Trois auteurs collaborent à la série : Dorison (scénario), Meyer (dessin) et Delabie (couleurs). Et la particularité est que scénariste, dessinateur et coloriste se réunissent ensemble pour définir les grandes lignes de l’histoire, de leurs envies, des décors et personnages souhaités avant l’écriture du diptyque, et c’est bien entendu Xavier Dorison qui ficelle le tout. Le personnage de Rose fait son grand retour, mais aussi l’apparition de Sister Oz, représentante fanatique de la Ligue pour la suppression du vice, une méchante à la personnalité complexe et à laquelle on s’attache pourtant, comme Sierra la négociatrice de la police dans Casa de Papel.
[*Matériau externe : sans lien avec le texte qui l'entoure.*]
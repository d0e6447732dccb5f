//! Theme configuration for span rendering.
//!
//! Provides a style per span role using the `colored` crate.

use colored::{Color, ColoredString, Colorize};

use crate::code::{ThemeMode, detect_theme_mode};
use crate::style::SpanStyler;

/// Style configuration for a single role.
#[derive(Clone, Debug, Default)]
pub struct Style {
    pub fg: Option<Color>,
    pub bg: Option<Color>,
    pub bold: bool,
    pub italic: bool,
    pub dimmed: bool,
}

impl Style {
    pub fn new() -> Self {
        Self::default()
    }

    pub fn fg(mut self, color: Color) -> Self {
        self.fg = Some(color);
        self
    }

    pub fn bg(mut self, color: Color) -> Self {
        self.bg = Some(color);
        self
    }

    pub fn bold(mut self) -> Self {
        self.bold = true;
        self
    }

    pub fn italic(mut self) -> Self {
        self.italic = true;
        self
    }

    pub fn dimmed(mut self) -> Self {
        self.dimmed = true;
        self
    }

    /// Apply this style to a string.
    pub fn apply(&self, text: &str) -> ColoredString {
        let mut result = text.normal();

        if let Some(fg) = self.fg {
            result = result.color(fg);
        }
        if let Some(bg) = self.bg {
            result = result.on_color(bg);
        }
        if self.bold {
            result = result.bold();
        }
        if self.italic {
            result = result.italic();
        }
        if self.dimmed {
            result = result.dimmed();
        }

        result
    }
}

/// Styles for every span role.
#[derive(Clone, Debug)]
pub struct Theme {
    pub text: Style,
    pub bold: Style,
    pub italic: Style,
    pub inline_code: Style,

    /// Header styles for levels 1 through 5.
    pub headings: [Style; 5],

    pub list_item: Style,
    pub quote: Style,
    pub code_block: Style,
    pub caption: Style,
}

impl Default for Theme {
    fn default() -> Self {
        Self::detect()
    }
}

impl Theme {
    /// Picks the dark or light variant from the terminal background.
    pub fn detect() -> Self {
        Self::for_mode(detect_theme_mode())
    }

    pub fn for_mode(mode: ThemeMode) -> Self {
        match mode {
            ThemeMode::Light => Self::light(),
            ThemeMode::Dark => Self::dark(),
        }
    }

    /// Dark theme (default).
    pub fn dark() -> Self {
        Self {
            text: Style::new().fg(Color::White),
            bold: Style::new().bold(),
            italic: Style::new().italic(),
            inline_code: Style::new().fg(Color::Yellow),

            headings: [
                Style::new().fg(Color::Magenta).bold(),
                Style::new().fg(Color::Blue).bold(),
                Style::new().fg(Color::Cyan).bold(),
                Style::new().fg(Color::Green).bold(),
                Style::new().bold(),
            ],

            list_item: Style::new().fg(Color::White),
            quote: Style::new().fg(Color::BrightBlack).italic(),
            code_block: Style::new().fg(Color::BrightWhite).bg(Color::Black),
            caption: Style::new().fg(Color::BrightBlack).italic(),
        }
    }

    /// Light theme for light terminal backgrounds.
    pub fn light() -> Self {
        Self {
            text: Style::new(),
            bold: Style::new().bold(),
            italic: Style::new().italic(),
            inline_code: Style::new().fg(Color::Red),

            headings: [
                Style::new().fg(Color::Magenta).bold(),
                Style::new().fg(Color::Blue).bold(),
                Style::new().fg(Color::Cyan).bold(),
                Style::new().fg(Color::Green).bold(),
                Style::new().bold(),
            ],

            list_item: Style::new(),
            quote: Style::new().fg(Color::BrightBlack).italic(),
            code_block: Style::new().fg(Color::Black).bg(Color::BrightWhite),
            caption: Style::new().fg(Color::BrightBlack).italic(),
        }
    }

    fn heading_style(&self, level: u8) -> &Style {
        let index = usize::from(level.max(1)) - 1;
        &self.headings[index.min(self.headings.len() - 1)]
    }
}

/// Theme-based styler that outputs ANSI codes.
impl SpanStyler for Theme {
    fn plain(&self, text: &str) -> String {
        self.text.apply(text).to_string()
    }

    fn heading(&self, level: u8, text: &str) -> String {
        self.heading_style(level).apply(text).to_string()
    }

    fn list_item(&self, text: &str) -> String {
        self.list_item.apply(text).to_string()
    }

    fn quote(&self, text: &str) -> String {
        self.quote.apply(text).to_string()
    }

    fn inline_code(&self, text: &str) -> String {
        self.inline_code.apply(text).to_string()
    }

    fn block_code(&self, code: &str, _language: Option<&str>) -> String {
        code.split('\n')
            .map(|line| self.code_block.apply(line).to_string())
            .collect::<Vec<_>>()
            .join("\n")
    }

    fn bold(&self, text: &str) -> String {
        self.bold.apply(text).to_string()
    }

    fn italic(&self, text: &str) -> String {
        self.italic.apply(text).to_string()
    }

    fn caption(&self, text: &str) -> String {
        self.caption.apply(text).to_string()
    }
}

/// Test styler that outputs readable HTML-like tags.
#[cfg(test)]
pub struct TagStyler;

#[cfg(test)]
impl SpanStyler for TagStyler {
    fn plain(&self, text: &str) -> String {
        text.to_string()
    }

    fn heading(&self, level: u8, text: &str) -> String {
        format!("<h{level}>{text}</h{level}>")
    }

    fn list_item(&self, text: &str) -> String {
        format!("<li>{text}</li>")
    }

    fn quote(&self, text: &str) -> String {
        format!("<quote>{text}</quote>")
    }

    fn inline_code(&self, text: &str) -> String {
        format!("<code>{text}</code>")
    }

    fn block_code(&self, code: &str, language: Option<&str>) -> String {
        match language {
            Some(language) => format!("<pre lang=\"{language}\">{code}</pre>"),
            None => format!("<pre>{code}</pre>"),
        }
    }

    fn bold(&self, text: &str) -> String {
        format!("<b>{text}</b>")
    }

    fn italic(&self, text: &str) -> String {
        format!("<i>{text}</i>")
    }

    fn caption(&self, text: &str) -> String {
        format!("<small>{text}</small>")
    }
}

#[cfg(test)]
mod tests {
    use pretty_assertions::assert_eq;

    use super::*;

    #[test]
    fn test_deep_headings_share_last_style() {
        let fixture = Theme::dark();
        let actual = fixture.heading_style(9).bold;
        assert!(actual);
        assert_eq!(fixture.heading_style(0).fg, Some(Color::Magenta));
    }

    #[test]
    fn test_block_code_styles_each_line() {
        colored::control::set_override(false);
        let fixture = Theme::dark();
        let actual = fixture.block_code("a\nb", Some("rust"));
        let expected = "a\nb";
        assert_eq!(actual, expected);
    }

    #[test]
    fn test_block_code_keeps_trailing_empty_line() {
        colored::control::set_override(false);
        let fixture = Theme::dark();
        assert_eq!(fixture.block_code("a\n", None), "a\n");
        assert_eq!(fixture.block_code("", None), "");
    }
}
Sister Oz a de l’éloquence à revendre, elle galvanise les foules, rassure les miséreux, mais aussi menace les bien-pensants si nécessaire comme lorsqu’elle subtilise les courriers grâce à sa nomination d’agent fédéral des postes et télégraphes. Facile ensuite de menacer de révéler les secrets enfouis de certains citoyens pour les rallier à sa cause… Et elle ose la mise en scène théâtrale pour convaincre son auditoire lorsqu’à plusieurs reprises elle use de la roulette russe pour trancher : suis-je dans le droit chemin, ô Seigneur ?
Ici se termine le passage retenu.